To determine whether Atorvastatin-induced leukemia cell apoptosis is mitochondria-dependent or not, the loss of MMP and the expressions of several apoptotic regulators were examined in cells with or without Atorvastatin treatment. As shown in Figure 5A, percentage of cells with MMP loss after 24 h-Atorvastatin-treatment (20 μM) increased by 26.10 and 11.60% for K562 and HL60 cells, respectively. Consistently, the relative MMP of cells treated by Atorvastatin reduced in a dose dependent manner in both K562 and HL60 cells (Figure 5B). The expressions of Bcl-2, Bax and Cytochrome c were also determined. As shown in Figures 5C,D, Atorvastatin markedly increased Bax and reduced Bcl-2, leading to an enhancement of Bax/Bcl-2 ratio. Moreover, the release of Cytochrome c from mitochondria was also observed in response to Atorvastatin exposure. Collectively, these findings indicated that Atorvastatin induced ROS-mediated mitochondria-dependent apoptosis in K562 and HL60 cells.

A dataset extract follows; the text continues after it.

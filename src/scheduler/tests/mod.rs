mod analysis_tests;
mod helpers;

Atorvastatin Inhibits YAP Nuclear Localization in K562 and HL60 Cells
It has been reported that YAP acts as an oncoprotein in many solid cancers, and plays important roles in regulating stemness of cancer cells (27, 28). Aiming to identify the potential role of YAP in leukemia cells, we firstly examined the expression of YAP in leukemia cell lines (K562 and HL60) and PBMCs from healthy volunteers (n = 3). Figure 6A showed that YAP expression level was significantly higher in K562 and HL60 cells compared with that in PBMC. Our finding supports that YAP might be a potential biomarker of leukemia.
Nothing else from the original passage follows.